Repeat exactly the opening lines of the records, ending with the line that contains "for this checkout.".

INPUT MATERIAL –
○ ○ ○ ○ ○ ○ ○
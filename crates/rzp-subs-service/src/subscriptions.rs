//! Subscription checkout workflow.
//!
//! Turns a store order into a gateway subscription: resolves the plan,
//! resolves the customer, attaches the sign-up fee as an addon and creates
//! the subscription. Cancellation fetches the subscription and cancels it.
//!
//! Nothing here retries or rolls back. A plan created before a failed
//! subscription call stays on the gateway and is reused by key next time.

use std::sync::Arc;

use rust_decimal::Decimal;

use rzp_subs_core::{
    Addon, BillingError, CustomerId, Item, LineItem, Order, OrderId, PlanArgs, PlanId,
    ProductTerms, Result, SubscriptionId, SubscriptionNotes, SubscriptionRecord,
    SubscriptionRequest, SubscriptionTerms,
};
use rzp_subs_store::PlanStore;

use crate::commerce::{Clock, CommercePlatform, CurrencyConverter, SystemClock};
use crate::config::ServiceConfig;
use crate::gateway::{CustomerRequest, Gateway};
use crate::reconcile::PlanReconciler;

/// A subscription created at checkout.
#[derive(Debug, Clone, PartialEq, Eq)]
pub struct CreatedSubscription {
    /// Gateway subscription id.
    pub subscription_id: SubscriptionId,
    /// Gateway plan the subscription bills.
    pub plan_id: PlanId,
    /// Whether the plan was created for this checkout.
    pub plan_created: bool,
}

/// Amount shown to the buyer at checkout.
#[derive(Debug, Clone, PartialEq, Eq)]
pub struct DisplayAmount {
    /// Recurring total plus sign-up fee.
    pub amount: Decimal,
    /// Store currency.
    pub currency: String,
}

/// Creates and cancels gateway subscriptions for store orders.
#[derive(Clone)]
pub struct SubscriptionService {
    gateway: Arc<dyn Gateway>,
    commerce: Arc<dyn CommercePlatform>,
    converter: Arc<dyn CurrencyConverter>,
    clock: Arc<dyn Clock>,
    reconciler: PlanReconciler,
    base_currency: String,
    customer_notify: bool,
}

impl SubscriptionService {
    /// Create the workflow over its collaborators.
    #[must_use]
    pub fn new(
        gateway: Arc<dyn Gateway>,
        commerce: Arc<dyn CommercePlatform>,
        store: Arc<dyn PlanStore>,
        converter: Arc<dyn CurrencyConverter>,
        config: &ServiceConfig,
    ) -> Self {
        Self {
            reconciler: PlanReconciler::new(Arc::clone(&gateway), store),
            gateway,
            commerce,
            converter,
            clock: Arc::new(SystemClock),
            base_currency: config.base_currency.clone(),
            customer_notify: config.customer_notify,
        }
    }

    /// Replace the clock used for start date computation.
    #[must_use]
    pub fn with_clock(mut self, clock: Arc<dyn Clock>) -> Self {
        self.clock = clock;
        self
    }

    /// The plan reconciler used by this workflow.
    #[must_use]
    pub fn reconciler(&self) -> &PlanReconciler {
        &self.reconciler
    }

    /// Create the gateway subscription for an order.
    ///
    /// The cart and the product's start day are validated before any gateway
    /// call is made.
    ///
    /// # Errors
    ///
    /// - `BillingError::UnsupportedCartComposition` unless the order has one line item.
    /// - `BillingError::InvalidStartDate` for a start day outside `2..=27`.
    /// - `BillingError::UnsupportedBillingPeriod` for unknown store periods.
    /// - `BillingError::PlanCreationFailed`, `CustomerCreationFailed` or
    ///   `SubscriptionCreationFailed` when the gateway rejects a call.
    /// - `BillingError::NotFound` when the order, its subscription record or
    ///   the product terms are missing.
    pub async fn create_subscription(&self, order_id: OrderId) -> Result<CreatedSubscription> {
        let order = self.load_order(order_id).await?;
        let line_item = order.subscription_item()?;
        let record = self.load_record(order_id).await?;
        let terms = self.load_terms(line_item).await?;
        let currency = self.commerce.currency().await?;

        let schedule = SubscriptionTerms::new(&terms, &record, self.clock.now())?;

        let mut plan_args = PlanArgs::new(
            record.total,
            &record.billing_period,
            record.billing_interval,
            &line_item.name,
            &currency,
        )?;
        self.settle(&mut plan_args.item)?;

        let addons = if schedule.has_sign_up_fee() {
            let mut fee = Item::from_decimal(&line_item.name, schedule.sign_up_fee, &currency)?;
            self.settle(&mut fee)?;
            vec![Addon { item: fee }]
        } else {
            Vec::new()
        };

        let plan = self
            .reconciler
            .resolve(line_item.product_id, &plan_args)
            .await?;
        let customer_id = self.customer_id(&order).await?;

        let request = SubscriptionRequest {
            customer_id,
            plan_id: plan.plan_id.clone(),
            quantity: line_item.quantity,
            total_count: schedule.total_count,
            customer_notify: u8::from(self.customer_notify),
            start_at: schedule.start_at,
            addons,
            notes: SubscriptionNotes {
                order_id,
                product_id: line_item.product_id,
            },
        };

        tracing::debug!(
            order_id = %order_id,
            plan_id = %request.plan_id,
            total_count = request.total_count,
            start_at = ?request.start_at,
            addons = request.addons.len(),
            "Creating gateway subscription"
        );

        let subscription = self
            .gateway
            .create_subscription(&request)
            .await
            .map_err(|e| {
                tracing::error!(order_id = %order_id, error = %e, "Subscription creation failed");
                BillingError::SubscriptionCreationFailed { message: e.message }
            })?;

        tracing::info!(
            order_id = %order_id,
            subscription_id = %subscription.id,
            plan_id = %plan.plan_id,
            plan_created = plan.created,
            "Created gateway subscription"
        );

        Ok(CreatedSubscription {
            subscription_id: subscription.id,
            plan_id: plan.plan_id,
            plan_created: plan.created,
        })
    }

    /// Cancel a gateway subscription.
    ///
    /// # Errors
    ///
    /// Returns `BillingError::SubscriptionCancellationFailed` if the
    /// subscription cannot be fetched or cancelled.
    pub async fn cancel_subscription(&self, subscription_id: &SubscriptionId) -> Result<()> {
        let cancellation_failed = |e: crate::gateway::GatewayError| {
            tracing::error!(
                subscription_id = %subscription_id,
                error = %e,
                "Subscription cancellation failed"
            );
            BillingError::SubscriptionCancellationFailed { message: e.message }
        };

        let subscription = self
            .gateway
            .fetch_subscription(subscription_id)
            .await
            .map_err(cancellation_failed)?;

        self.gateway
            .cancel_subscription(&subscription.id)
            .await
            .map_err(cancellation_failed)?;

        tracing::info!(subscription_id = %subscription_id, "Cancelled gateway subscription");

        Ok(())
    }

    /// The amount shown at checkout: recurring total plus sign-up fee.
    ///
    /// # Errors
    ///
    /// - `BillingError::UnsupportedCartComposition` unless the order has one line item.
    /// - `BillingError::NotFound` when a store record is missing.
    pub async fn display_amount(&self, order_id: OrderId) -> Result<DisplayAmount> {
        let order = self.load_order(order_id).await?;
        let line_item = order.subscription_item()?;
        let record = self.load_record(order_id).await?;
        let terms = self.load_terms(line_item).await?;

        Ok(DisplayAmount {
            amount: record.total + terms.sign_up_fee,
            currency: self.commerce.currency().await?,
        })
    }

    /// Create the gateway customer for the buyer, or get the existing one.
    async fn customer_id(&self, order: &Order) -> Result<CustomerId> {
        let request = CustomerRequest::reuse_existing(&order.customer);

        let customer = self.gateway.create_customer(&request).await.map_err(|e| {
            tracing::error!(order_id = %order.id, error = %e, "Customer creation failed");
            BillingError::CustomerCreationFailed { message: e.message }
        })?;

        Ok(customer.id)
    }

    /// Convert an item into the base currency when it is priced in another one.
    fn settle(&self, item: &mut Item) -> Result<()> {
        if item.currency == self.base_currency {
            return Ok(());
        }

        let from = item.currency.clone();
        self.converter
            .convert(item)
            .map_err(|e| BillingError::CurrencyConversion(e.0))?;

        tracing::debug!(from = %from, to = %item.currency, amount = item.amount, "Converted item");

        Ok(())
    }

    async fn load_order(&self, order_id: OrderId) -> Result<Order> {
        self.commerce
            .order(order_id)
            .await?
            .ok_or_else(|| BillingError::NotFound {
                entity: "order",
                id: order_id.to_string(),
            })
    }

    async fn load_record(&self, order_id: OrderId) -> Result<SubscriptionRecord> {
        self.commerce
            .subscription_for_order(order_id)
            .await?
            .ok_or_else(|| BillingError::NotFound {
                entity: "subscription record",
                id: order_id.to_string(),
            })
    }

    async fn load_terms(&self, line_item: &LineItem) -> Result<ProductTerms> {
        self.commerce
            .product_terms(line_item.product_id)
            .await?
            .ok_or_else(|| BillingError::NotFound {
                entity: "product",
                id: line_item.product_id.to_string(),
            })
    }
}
○ ○ ○ ○ ○ ○ ○
RESPONSE FOR THIS EXERCISE –
filename crates/rzp-subs-service/src/subscriptions.rs
//! Subscription checkout workflow.
//!
//! Turns a store order into a gateway subscription: resolves the plan,
//! resolves the customer, attaches the sign-up fee as an addon and creates
//! the subscription. Cancellation fetches the subscription and cancels it.
//!
//! Nothing here retries or rolls back. A plan created before a failed
//! subscription call stays on the gateway and is reused by key next time.

use std::sync::Arc;

use rust_decimal::Decimal;

use rzp_subs_core::{
    Addon, BillingError, CustomerId, Item, LineItem, Order, OrderId, PlanArgs, PlanId,
    ProductTerms, Result, SubscriptionId, SubscriptionNotes, SubscriptionRecord,
    SubscriptionRequest, SubscriptionTerms,
};
use rzp_subs_store::PlanStore;

use crate::commerce::{Clock, CommercePlatform, CurrencyConverter, SystemClock};
use crate::config::ServiceConfig;
use crate::gateway::{CustomerRequest, Gateway};
use crate::reconcile::PlanReconciler;

/// A subscription created at checkout.
#[derive(Debug, Clone, PartialEq, Eq)]
pub struct CreatedSubscription {
    /// Gateway subscription id.
    pub subscription_id: SubscriptionId,
    /// Gateway plan the subscription bills.
    pub plan_id: PlanId,
    /// Whether the plan was created for this checkout.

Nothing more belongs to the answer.